[Saved data entries]
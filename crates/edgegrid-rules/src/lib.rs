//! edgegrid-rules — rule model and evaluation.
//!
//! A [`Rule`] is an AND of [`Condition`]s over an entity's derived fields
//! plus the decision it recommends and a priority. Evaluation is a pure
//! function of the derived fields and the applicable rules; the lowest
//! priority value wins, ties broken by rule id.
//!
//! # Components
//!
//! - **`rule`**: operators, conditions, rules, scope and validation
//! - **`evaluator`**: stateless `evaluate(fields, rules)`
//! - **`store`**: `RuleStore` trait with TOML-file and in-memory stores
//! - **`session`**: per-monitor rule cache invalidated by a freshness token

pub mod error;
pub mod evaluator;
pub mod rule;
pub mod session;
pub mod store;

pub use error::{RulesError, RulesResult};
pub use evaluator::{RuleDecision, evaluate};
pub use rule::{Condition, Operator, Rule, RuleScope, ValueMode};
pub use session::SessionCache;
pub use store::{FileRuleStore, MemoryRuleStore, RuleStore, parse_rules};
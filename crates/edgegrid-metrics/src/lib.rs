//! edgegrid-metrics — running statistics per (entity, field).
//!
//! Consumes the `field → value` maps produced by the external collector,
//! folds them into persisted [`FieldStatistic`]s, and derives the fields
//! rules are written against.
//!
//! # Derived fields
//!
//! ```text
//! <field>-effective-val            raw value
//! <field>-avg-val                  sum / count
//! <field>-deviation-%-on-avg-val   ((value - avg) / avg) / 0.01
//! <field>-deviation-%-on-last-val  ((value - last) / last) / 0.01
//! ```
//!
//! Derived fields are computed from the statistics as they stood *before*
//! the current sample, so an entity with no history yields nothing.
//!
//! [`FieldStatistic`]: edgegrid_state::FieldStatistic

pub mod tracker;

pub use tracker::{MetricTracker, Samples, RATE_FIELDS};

---

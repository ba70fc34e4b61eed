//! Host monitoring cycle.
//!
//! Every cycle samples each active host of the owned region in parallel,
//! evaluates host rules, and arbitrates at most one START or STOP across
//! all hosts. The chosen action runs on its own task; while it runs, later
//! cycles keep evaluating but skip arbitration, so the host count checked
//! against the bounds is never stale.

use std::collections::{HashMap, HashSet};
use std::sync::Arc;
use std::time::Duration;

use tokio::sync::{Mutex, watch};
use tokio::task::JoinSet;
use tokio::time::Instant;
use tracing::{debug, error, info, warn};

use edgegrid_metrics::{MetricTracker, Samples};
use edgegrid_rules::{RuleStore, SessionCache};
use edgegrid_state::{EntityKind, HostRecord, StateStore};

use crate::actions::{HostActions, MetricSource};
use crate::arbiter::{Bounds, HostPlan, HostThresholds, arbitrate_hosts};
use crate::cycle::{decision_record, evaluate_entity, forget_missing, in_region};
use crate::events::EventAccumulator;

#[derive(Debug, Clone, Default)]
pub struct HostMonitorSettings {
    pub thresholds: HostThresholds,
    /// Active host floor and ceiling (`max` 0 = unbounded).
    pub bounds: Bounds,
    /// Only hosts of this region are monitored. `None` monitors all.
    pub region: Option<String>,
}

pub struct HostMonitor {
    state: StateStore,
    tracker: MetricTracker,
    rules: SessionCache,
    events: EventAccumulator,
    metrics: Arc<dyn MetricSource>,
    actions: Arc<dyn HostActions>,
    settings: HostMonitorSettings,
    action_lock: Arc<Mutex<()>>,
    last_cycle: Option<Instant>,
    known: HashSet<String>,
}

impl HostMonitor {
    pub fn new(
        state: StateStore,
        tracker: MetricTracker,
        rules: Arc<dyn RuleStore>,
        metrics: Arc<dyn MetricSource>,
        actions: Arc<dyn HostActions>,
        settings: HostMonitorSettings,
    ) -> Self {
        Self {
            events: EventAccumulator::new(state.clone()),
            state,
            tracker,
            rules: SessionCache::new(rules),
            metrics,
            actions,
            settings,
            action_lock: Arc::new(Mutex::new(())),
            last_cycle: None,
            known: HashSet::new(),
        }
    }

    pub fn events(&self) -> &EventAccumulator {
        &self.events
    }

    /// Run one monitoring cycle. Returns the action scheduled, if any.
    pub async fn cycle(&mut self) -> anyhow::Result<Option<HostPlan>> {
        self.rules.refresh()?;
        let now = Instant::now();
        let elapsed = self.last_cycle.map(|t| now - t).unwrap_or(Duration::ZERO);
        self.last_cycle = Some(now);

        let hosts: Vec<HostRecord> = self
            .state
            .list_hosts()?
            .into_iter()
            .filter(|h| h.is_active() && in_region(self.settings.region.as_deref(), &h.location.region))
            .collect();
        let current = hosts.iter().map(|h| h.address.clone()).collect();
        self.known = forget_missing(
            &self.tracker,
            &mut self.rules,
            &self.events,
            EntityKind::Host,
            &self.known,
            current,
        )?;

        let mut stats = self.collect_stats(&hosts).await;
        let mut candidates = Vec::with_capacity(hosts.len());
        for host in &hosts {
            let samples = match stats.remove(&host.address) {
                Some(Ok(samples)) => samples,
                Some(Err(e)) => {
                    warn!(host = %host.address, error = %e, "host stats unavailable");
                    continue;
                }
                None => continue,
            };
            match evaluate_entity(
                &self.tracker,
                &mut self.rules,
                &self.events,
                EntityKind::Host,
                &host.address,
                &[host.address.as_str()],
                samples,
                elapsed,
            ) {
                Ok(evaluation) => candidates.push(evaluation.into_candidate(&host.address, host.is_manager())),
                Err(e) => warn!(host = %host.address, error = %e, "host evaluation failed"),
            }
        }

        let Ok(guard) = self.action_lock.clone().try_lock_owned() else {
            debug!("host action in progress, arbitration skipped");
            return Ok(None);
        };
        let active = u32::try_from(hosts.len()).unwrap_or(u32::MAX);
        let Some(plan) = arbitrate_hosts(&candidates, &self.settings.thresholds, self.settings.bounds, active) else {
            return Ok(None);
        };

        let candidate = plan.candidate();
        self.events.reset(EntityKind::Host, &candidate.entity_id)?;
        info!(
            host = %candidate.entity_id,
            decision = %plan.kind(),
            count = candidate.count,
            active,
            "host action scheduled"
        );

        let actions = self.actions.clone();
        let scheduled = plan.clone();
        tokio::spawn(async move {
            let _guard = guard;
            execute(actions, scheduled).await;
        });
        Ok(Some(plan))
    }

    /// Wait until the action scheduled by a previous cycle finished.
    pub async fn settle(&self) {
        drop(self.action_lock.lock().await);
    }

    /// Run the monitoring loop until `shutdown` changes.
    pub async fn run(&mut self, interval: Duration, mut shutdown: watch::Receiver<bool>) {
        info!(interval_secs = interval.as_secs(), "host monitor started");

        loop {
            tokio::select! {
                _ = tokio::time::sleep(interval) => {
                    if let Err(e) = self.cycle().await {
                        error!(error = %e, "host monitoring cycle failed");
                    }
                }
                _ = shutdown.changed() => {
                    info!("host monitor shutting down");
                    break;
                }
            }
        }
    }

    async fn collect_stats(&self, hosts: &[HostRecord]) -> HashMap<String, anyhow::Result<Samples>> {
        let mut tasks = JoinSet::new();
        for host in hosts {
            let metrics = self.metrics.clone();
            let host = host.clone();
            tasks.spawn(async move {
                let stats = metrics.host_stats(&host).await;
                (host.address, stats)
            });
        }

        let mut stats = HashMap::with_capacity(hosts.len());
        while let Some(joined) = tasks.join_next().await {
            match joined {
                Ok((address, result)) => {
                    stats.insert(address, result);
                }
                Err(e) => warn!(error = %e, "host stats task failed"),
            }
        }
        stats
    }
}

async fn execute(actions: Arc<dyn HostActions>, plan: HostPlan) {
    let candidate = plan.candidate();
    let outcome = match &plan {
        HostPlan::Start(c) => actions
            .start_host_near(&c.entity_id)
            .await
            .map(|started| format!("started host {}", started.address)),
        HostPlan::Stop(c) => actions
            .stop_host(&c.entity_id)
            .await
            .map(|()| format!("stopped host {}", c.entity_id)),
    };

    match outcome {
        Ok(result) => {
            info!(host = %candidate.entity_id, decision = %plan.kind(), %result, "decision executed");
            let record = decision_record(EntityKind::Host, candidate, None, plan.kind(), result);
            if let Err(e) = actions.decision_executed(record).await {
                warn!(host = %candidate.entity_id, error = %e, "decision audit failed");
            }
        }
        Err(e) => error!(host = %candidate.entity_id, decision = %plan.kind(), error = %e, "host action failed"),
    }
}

THE PROBLEM –
The count, and nothing else: how many lines of the entries contain the word "watch"?

EXERCISE ANSWER –
2